# About this task:
For this exercise, restate word for word only the lines from the first line of the data to the line containing "use newsdesk_ingest::CollectionReport;".

# Records provided:
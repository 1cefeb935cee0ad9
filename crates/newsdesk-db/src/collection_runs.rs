//! Bookkeeping for collection runs: one `collection_runs` row per run plus a
//! `collection_run_sources` row for each configured source.
//!
//! A run is inserted as `running` before any source is fetched. The
//! [`CollectionReport`] that comes back is stored in one transaction, so a
//! succeeded run always has its per-source yields alongside it.

use chrono::{DateTime, Utc};
use newsdesk_ingest::CollectionReport;
use sqlx::PgPool;
use uuid::Uuid;

use crate::DbError;

const RUN_COLUMNS: &str = "id, public_id, trigger_source, status, started_at, completed_at, \
                           articles_saved, duplicates_dropped, malformed_dropped, \
                           sources_failed, error_message";

/// A row from the `collection_runs` table.
#[derive(Debug, Clone, sqlx::FromRow)]
pub struct CollectionRunRow {
    pub id: i64,
    pub public_id: Uuid,
    /// `cli`, `api`, or `scheduler`.
    pub trigger_source: String,
    /// `running`, `succeeded`, or `failed`.
    pub status: String,
    pub started_at: DateTime<Utc>,
    pub completed_at: Option<DateTime<Utc>>,
    pub articles_saved: i32,
    pub duplicates_dropped: i32,
    /// Records with neither url nor title.
    pub malformed_dropped: i32,
    pub sources_failed: i32,
    pub error_message: Option<String>,
}

/// One source's yield in one run.
#[derive(Debug, Clone, sqlx::FromRow)]
pub struct CollectionRunSourceRow {
    pub source_name: String,
    pub records_fetched: i32,
    /// Set when the source was unavailable; its fetch count is then zero.
    pub error_message: Option<String>,
}

impl CollectionRunSourceRow {
    #[must_use]
    pub fn failed(&self) -> bool {
        self.error_message.is_some()
    }
}

fn count(n: usize) -> i32 {
    i32::try_from(n).unwrap_or(i32::MAX)
}

/// Insert a run in `running` state, stamped with the current time.
///
/// # Errors
///
/// Returns [`DbError::Sqlx`] if the insert fails, including an unknown
/// `trigger_source`.
pub async fn begin_collection_run(
    pool: &PgPool,
    trigger_source: &str,
) -> Result<CollectionRunRow, DbError> {
    let row = sqlx::query_as::<_, CollectionRunRow>(&format!(
        "INSERT INTO collection_runs (public_id, trigger_source) \
         VALUES ($1, $2) \
         RETURNING {RUN_COLUMNS}"
    ))
    .bind(Uuid::new_v4())
    .bind(trigger_source)
    .fetch_one(pool)
    .await?;

    tracing::debug!(run_id = row.id, trigger_source, "collection run started");
    Ok(row)
}

/// Store a finished run's report: every source's yield and the run totals,
/// then mark the run `succeeded`.
///
/// # Errors
///
/// Returns [`DbError::CollectionRunNotRunning`] if the run already finished,
/// or [`DbError::Sqlx`] if any statement fails. Nothing is written in either
/// case.
pub async fn record_collection_outcome(
    pool: &PgPool,
    run_id: i64,
    report: &CollectionReport,
) -> Result<(), DbError> {
    let mut tx = pool.begin().await?;

    let updated = sqlx::query(
        "UPDATE collection_runs \
         SET status = 'succeeded', completed_at = NOW(), \
             articles_saved = $2, duplicates_dropped = $3, \
             malformed_dropped = $4, sources_failed = $5 \
         WHERE id = $1 AND status = 'running'",
    )
    .bind(run_id)
    .bind(count(report.articles.len()))
    .bind(count(report.duplicates_dropped))
    .bind(count(report.malformed_dropped))
    .bind(count(report.failed_sources()))
    .execute(&mut *tx)
    .await?;

    if updated.rows_affected() == 0 {
        return Err(DbError::CollectionRunNotRunning(run_id));
    }

    for source in &report.yields {
        sqlx::query(
            "INSERT INTO collection_run_sources \
                 (collection_run_id, source_name, records_fetched, error_message) \
             VALUES ($1, $2, $3, $4)",
        )
        .bind(run_id)
        .bind(&source.source)
        .bind(count(source.fetched))
        .bind(source.error.as_deref())
        .execute(&mut *tx)
        .await?;
    }

    tx.commit().await?;
    Ok(())
}

/// Mark a running run `failed` with the error that stopped it.
///
/// # Errors
///
/// Returns [`DbError::CollectionRunNotRunning`] if the run already finished,
/// or [`DbError::Sqlx`] if the update fails.
pub async fn fail_collection_run(
    pool: &PgPool,
    run_id: i64,
    error_message: &str,
) -> Result<(), DbError> {
    let result = sqlx::query(
        "UPDATE collection_runs \
         SET status = 'failed', completed_at = NOW(), error_message = $2 \
         WHERE id = $1 AND status = 'running'",
    )
    .bind(run_id)
    .bind(error_message)
    .execute(pool)
    .await?;

    if result.rows_affected() == 0 {
        return Err(DbError::CollectionRunNotRunning(run_id));
    }
    Ok(())
}

/// The most recent `limit` runs, newest first.
///
/// # Errors
///
/// Returns [`DbError::Sqlx`] if the query fails.
pub async fn list_collection_runs(
    pool: &PgPool,
    limit: i64,
) -> Result<Vec<CollectionRunRow>, DbError> {
    let rows = sqlx::query_as::<_, CollectionRunRow>(&format!(
        "SELECT {RUN_COLUMNS} FROM collection_runs \
         ORDER BY started_at DESC, id DESC \
         LIMIT $1"
    ))
    .bind(limit)
    .fetch_all(pool)
    .await?;

    Ok(rows)
}

/// Per-source yields of the run with the given public id, in configured order.
///
/// # Errors
///
/// Returns [`DbError::NotFound`] if no run has that id, or [`DbError::Sqlx`]
/// if a query fails.
pub async fn list_collection_run_sources(
    pool: &PgPool,
    public_id: Uuid,
) -> Result<Vec<CollectionRunSourceRow>, DbError> {
    let run_id: i64 = sqlx::query_scalar("SELECT id FROM collection_runs WHERE public_id = $1")
        .bind(public_id)
        .fetch_optional(pool)
        .await?
        .ok_or(DbError::NotFound)?;

    let rows = sqlx::query_as::<_, CollectionRunSourceRow>(
        "SELECT source_name, records_fetched, error_message \
         FROM collection_run_sources \
         WHERE collection_run_id = $1 \
         ORDER BY id",
    )
    .bind(run_id)
    .fetch_all(pool)
    .await?;

    Ok(rows)
}

#[cfg(test)]
mod tests {
    use super::*;

    #[test]
    fn counts_saturate_at_i32_max() {
        assert_eq!(count(42), 42);
        assert_eq!(count(usize::MAX), i32::MAX);
    }

    #[test]
    fn source_row_failed_follows_error_message() {
        let ok = CollectionRunSourceRow {
            source_name: "BBC-World".to_string(),
            records_fetched: 30,
            error_message: None,
        };
        let down = CollectionRunSourceRow {
            source_name: "NewsAPI".to_string(),
            records_fetched: 0,
            error_message: Some("NEWSAPI_KEY is not set".to_string()),
        };
        assert!(!ok.failed());
        assert!(down.failed());
    }
}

# Exercise output:
repository 1cefeb935cee0ad9
filename crates/newsdesk-db/src/collection_runs.rs
//! Bookkeeping for collection runs: one `collection_runs` row per run plus a
//! `collection_run_sources` row for each configured source.
//!
//! A run is inserted as `running` before any source is fetched. The
//! [`CollectionReport`] that comes back is stored in one transaction, so a
//! succeeded run always has its per-source yields alongside it.

use chrono::{DateTime, Utc};
use newsdesk_ingest::CollectionReport;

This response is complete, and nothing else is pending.